THE TASK →
Keep every line in which "async" occurs and drop the rest of the data.

BEGIN RECORDS FOR THIS EXERCISE

use crate::auth::AuthUser;
use crate::config::ApiConfig;
use crate::error::{BomError, Result};
use crate::service::{AddQuantityRequest, BomService, DashboardSummary, ProcessBomRequest};
use crate::streaming::StreamReport;
use crate::supplier::Supplier;
use anyhow::Context;
use axum::{
    body::Body,
    extract::{multipart::MultipartError, DefaultBodyLimit, Multipart, Query, State},
    http::{header, StatusCode},
    response::{IntoResponse, Response},
    routing::{get, patch, post},
    Json, Router,
};
use futures::StreamExt;
use serde::Deserialize;
use serde_json::{json, Value};
use std::convert::Infallible;
use std::future::Future;
use std::sync::Arc;
use tower_http::cors::{Any, CorsLayer};
use tower_http::trace::TraceLayer;
use tracing::{debug, info, instrument};

/// Multipart framing allowance on top of the spreadsheet limit
const MULTIPART_OVERHEAD: usize = 64 * 1024;

const NDJSON: &str = "application/x-ndjson";

/// Application state shared across handlers
#[derive(Clone)]
pub struct AppState {
    pub service: Arc<BomService>,
}

/// Body of the supplier stream routes
#[derive(Debug, Deserialize)]
#[serde(rename_all = "camelCase")]
pub struct StreamRequest {
    pub upload_id: i64,
    #[serde(default)]
    pub rows: Vec<Value>,
}

#[derive(Debug, Deserialize)]
pub struct DashboardQuery {
    #[serde(rename = "uploadId")]
    pub upload_id: i64,
    pub qty: i64,
}

/// Create the API router
pub fn create_router(state: AppState, config: &ApiConfig) -> Router {
    let cors = if config.cors_enabled {
        let origins: Vec<_> = config
            .cors_origins
            .iter()
            .filter_map(|o| o.parse().ok())
            .collect();
        let layer = CorsLayer::new().allow_methods(Any).allow_headers(Any);
        if origins.is_empty() {
            layer.allow_origin(Any)
        } else {
            layer.allow_origin(origins)
        }
    } else {
        CorsLayer::new()
    };

    let upload_limit = config.max_upload_bytes() + MULTIPART_OVERHEAD;
    let max_mb = config.max_upload_mb;

    Router::new()
        .route("/health", get(health_check))
        .route("/ready", get(readiness_check))
        .route("/bom/test", get(checker_test))
        .route(
            "/bom/upload",
            post(move |state: State<AppState>, user: AuthUser, multipart: Multipart| {
                upload(state, user, multipart, max_mb)
            })
            .layer(DefaultBodyLimit::max(upload_limit)),
        )
        .route("/bom/process", patch(process))
        .route("/bom/quantity", patch(add_quantity))
        .route("/bom/stream-digikey", post(stream_digikey))
        .route("/bom/stream-mouser", post(stream_mouser))
        .route("/bom/stream-all", post(stream_all))
        .route("/bom/dashboard", get(dashboard))
        .layer(TraceLayer::new_for_http())
        .layer(cors)
        .with_state(state)
}

/// Health check endpoint
async fn health_check() -> impl IntoResponse {
    Json(json!({
        "status": "healthy",
        "service": "bom-service"
    }))
}

/// Readiness check endpoint
async fn readiness_check(State(state): State<AppState>) -> impl IntoResponse {
    match state.service.ping().await {
        Ok(()) => (
            StatusCode::OK,
            Json(json!({
                "status": "ready",
                "database": "connected"
            })),
        ),
        Err(_) => (
            StatusCode::SERVICE_UNAVAILABLE,
            Json(json!({
                "status": "not_ready",
                "database": "disconnected"
            })),
        ),
    }
}

/// Reachability of the BOM checker
async fn checker_test(State(state): State<AppState>, _user: AuthUser) -> Result<Json<Value>> {
    state.service.health().await?;
    Ok(Json(json!({
        "status": "ok",
        "message": "Bom Checker is running"
    })))
}

#[instrument(skip(state, multipart))]
async fn upload(
    State(state): State<AppState>,
    user: AuthUser,
    mut multipart: Multipart,
    max_mb: usize,
) -> Result<Json<Value>> {
    let reject = |e: MultipartError| {
        if e.status() == StatusCode::PAYLOAD_TOO_LARGE {
            BomError::PayloadTooLarge { max_mb }
        } else {
            BomError::Validation(format!("Invalid multipart body: {}", e.body_text()))
        }
    };

    while let Some(field) = multipart.next_field().await.map_err(reject)? {
        if field.name() != Some("file") {
            continue;
        }

        let file_name = field.file_name().unwrap_or("bom.xlsx").to_string();
        let content_type = field.content_type().map(String::from);
        let data = field.bytes().await.map_err(reject)?;
        debug!(file_name = %file_name, size_bytes = data.len(), "Received BOM file");

        let payload = state
            .service
            .upload(&user, &file_name, content_type.as_deref(), data)
            .await?;
        return Ok(Json(payload));
    }

    Err(BomError::Validation("A file field is required".to_string()))
}

#[instrument(skip(state, request))]
async fn process(
    State(state): State<AppState>,
    _user: AuthUser,
    Json(request): Json<ProcessBomRequest>,
) -> Result<Json<Value>> {
    let rows = state.service.process(request).await?;
    Ok(Json(json!({
        "status": "ok",
        "total_rows": rows.len(),
        "rows": rows,
    })))
}

#[instrument(skip(state))]
async fn add_quantity(
    State(state): State<AppState>,
    _user: AuthUser,
    Json(request): Json<AddQuantityRequest>,
) -> Result<Json<Value>> {
    let quantities = state.service.add_quantity(request).await?;
    Ok(Json(json!({
        "status": "ok",
        "buildQuantities": quantities,
    })))
}

async fn stream_digikey(
    State(state): State<AppState>,
    _user: AuthUser,
    Json(request): Json<StreamRequest>,
) -> Result<Response> {
    stream_supplier(state, Supplier::Digikey, request).await
}

async fn stream_mouser(
    State(state): State<AppState>,
    _user: AuthUser,
    Json(request): Json<StreamRequest>,
) -> Result<Response> {
    stream_supplier(state, Supplier::Mouser, request).await
}

/// Relay a supplier's NDJSON lines as they are recorded
#[instrument(skip(state, request), fields(upload_id = request.upload_id))]
async fn stream_supplier(
    state: AppState,
    supplier: Supplier,
    request: StreamRequest,
) -> Result<Response> {
    let lines = state
        .service
        .stream_supplier(supplier, request.upload_id, request.rows)
        .await?;

    Ok((
        [(header::CONTENT_TYPE, NDJSON)],
        Body::from_stream(lines.map(Ok::<_, Infallible>)),
    )
        .into_response())
}

#[instrument(skip(state, request), fields(upload_id = request.upload_id))]
async fn stream_all(
    State(state): State<AppState>,
    _user: AuthUser,
    Json(request): Json<StreamRequest>,
) -> Result<Json<Vec<StreamReport>>> {
    state
        .service
        .stream_all(request.upload_id, request.rows)
        .await
        .map(Json)
}

#[instrument(skip(state))]
async fn dashboard(
    State(state): State<AppState>,
    _user: AuthUser,
    Query(query): Query<DashboardQuery>,
) -> Result<Json<DashboardSummary>> {
    state
        .service
        .dashboard_summary(query.upload_id, query.qty)
        .await
        .map(Json)
}

/// Start the BOM API server, draining in-flight requests on `shutdown`
pub async fn start_api_server<F>(state: AppState, config: &ApiConfig, shutdown: F) -> anyhow::Result<()>
where
    F: Future<Output = ()> + Send + 'static,
{
    let router = create_router(state, config);
    let addr = format!("{}:{}", config.host, config.port);

    info!(address = %addr, "Starting BOM API server");

    let listener = tokio::net::TcpListener::bind(&addr)
        .await
        .context("Failed to bind to address")?;

    axum::serve(listener, router)
        .with_graceful_shutdown(shutdown)
        .await
        .context("API server error")?;

    Ok(())
}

END RECORDS FOR THIS EXERCISE

RESULT OF THIS TASK →
async fn health_check() -> impl IntoResponse {
async fn readiness_check(State(state): State<AppState>) -> impl IntoResponse {
async fn checker_test(State(state): State<AppState>, _user: AuthUser) -> Result<Json<Value>> {
async fn upload(
async fn process(
async fn add_quantity(
async fn stream_digikey(
async fn stream_mouser(
async fn stream_supplier(
async fn stream_all(
async fn dashboard(
pub async fn start_api_server<F>(state: AppState, config: &ApiConfig, shutdown: F) -> anyhow::Result<()>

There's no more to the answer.